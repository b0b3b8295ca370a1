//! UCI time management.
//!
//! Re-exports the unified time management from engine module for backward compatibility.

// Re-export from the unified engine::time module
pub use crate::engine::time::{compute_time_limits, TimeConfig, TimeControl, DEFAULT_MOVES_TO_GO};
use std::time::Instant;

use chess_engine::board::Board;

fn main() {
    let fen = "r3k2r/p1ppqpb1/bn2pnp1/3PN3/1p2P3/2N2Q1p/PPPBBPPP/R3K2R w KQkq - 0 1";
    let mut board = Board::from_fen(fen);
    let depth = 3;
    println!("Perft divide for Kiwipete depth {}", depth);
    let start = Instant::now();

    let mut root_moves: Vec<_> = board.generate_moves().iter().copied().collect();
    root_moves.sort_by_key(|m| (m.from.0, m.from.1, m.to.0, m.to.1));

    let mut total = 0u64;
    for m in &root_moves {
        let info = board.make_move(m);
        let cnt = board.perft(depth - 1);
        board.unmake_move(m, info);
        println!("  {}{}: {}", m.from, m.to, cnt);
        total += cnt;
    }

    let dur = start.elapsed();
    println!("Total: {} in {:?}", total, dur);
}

· · ·

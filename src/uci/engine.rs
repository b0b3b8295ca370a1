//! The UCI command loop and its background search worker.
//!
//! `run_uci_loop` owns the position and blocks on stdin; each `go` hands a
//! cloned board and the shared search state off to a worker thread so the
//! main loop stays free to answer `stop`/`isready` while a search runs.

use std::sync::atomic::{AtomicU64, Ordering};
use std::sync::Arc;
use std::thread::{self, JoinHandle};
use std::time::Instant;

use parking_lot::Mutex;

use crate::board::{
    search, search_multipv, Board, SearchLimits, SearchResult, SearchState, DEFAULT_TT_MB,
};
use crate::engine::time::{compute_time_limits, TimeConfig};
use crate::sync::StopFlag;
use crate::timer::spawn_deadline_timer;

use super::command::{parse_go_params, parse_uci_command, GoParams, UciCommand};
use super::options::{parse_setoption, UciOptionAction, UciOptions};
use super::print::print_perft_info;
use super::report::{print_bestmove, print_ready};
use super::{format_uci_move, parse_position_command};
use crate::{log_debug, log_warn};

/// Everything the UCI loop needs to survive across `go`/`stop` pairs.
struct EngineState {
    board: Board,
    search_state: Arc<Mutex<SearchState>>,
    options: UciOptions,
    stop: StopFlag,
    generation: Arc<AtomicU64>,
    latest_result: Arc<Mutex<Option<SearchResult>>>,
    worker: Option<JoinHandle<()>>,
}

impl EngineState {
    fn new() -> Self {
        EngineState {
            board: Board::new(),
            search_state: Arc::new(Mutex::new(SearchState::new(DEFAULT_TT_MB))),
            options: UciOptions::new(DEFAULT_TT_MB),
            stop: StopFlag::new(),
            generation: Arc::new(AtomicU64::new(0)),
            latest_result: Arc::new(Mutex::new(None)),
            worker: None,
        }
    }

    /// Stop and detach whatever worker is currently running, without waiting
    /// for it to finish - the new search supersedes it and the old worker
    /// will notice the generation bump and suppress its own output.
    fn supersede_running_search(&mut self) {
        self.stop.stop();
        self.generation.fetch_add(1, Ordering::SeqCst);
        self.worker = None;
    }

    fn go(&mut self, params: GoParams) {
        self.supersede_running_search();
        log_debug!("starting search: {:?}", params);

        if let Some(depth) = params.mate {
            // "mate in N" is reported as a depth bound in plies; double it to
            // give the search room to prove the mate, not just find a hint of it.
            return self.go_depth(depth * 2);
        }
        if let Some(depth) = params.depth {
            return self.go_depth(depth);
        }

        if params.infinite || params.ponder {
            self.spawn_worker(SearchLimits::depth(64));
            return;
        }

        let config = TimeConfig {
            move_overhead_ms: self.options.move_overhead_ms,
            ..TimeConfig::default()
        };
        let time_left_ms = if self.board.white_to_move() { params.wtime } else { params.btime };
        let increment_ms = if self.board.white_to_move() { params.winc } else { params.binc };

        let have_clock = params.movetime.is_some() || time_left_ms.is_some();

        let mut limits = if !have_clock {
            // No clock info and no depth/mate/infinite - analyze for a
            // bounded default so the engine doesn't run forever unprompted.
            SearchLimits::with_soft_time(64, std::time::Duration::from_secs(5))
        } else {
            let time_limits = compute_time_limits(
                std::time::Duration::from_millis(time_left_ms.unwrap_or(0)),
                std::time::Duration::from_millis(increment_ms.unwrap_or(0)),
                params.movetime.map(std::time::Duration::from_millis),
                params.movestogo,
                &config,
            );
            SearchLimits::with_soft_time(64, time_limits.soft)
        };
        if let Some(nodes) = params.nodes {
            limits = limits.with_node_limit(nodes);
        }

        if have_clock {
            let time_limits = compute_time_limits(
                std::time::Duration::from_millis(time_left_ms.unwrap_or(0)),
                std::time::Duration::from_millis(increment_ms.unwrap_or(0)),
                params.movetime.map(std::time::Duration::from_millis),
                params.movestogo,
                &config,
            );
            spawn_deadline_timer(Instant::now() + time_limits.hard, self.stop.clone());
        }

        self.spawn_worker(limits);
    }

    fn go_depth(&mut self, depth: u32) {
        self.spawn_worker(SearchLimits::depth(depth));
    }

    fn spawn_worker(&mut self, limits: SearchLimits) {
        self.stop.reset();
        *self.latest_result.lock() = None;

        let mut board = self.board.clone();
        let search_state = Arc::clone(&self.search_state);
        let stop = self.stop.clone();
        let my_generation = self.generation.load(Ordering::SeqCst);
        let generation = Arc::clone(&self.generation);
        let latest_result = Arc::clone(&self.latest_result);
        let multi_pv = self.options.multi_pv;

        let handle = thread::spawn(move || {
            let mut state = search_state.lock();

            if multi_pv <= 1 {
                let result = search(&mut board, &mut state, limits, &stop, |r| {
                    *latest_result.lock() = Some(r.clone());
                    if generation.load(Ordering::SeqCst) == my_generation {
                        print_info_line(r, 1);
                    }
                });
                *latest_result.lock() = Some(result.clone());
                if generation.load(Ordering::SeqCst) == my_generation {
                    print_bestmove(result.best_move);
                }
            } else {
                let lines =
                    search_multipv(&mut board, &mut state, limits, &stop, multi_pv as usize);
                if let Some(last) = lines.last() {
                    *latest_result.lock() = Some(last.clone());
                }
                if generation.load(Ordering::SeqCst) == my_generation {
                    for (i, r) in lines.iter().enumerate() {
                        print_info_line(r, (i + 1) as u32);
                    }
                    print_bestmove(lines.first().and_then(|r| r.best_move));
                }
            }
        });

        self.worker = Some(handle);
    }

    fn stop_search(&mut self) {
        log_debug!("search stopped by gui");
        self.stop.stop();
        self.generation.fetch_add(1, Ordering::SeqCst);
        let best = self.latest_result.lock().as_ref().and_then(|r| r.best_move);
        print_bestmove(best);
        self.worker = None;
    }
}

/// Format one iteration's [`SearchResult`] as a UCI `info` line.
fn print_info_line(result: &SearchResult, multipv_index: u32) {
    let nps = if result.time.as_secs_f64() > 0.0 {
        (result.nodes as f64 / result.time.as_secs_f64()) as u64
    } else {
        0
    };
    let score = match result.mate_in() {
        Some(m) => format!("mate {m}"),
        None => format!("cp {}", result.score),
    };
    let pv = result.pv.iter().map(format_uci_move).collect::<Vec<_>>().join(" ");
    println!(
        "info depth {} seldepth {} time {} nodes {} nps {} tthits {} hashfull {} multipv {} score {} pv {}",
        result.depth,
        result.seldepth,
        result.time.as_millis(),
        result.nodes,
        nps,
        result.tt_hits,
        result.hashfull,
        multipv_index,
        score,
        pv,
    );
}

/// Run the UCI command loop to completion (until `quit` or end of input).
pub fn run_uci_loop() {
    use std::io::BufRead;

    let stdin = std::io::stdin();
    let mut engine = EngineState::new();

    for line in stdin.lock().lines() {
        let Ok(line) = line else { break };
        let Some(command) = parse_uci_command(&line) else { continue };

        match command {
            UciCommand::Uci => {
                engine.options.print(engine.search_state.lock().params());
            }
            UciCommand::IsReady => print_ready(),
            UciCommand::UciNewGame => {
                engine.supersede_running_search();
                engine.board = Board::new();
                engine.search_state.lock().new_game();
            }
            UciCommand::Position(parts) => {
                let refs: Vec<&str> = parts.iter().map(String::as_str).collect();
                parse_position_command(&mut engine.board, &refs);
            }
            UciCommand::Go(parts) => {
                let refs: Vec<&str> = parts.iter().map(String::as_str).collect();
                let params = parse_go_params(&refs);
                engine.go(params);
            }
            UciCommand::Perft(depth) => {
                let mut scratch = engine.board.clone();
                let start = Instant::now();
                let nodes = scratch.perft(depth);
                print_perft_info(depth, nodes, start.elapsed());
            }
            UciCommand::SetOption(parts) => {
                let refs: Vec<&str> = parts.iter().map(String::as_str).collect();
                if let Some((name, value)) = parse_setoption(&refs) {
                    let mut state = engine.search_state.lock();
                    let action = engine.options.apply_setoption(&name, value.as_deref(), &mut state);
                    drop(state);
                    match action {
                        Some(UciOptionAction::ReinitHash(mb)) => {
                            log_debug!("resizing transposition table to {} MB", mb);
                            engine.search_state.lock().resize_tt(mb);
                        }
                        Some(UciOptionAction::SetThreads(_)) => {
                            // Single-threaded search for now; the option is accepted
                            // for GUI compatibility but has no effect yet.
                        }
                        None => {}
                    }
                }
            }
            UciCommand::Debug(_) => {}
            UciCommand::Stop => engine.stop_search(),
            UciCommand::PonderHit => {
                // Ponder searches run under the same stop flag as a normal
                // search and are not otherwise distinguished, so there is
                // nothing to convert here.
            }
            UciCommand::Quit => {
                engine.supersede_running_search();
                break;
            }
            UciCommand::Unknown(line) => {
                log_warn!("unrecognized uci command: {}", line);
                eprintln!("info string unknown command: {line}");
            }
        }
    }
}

· · ·

_PROBLEM REQUIREMENTS:_
Pull every line holding "stdin" out of the records.

_THE ANSWER:_
//! `run_uci_loop` owns the position and blocks on stdin; each `go` hands a
    let stdin = std::io::stdin();
    for line in stdin.lock().lines() {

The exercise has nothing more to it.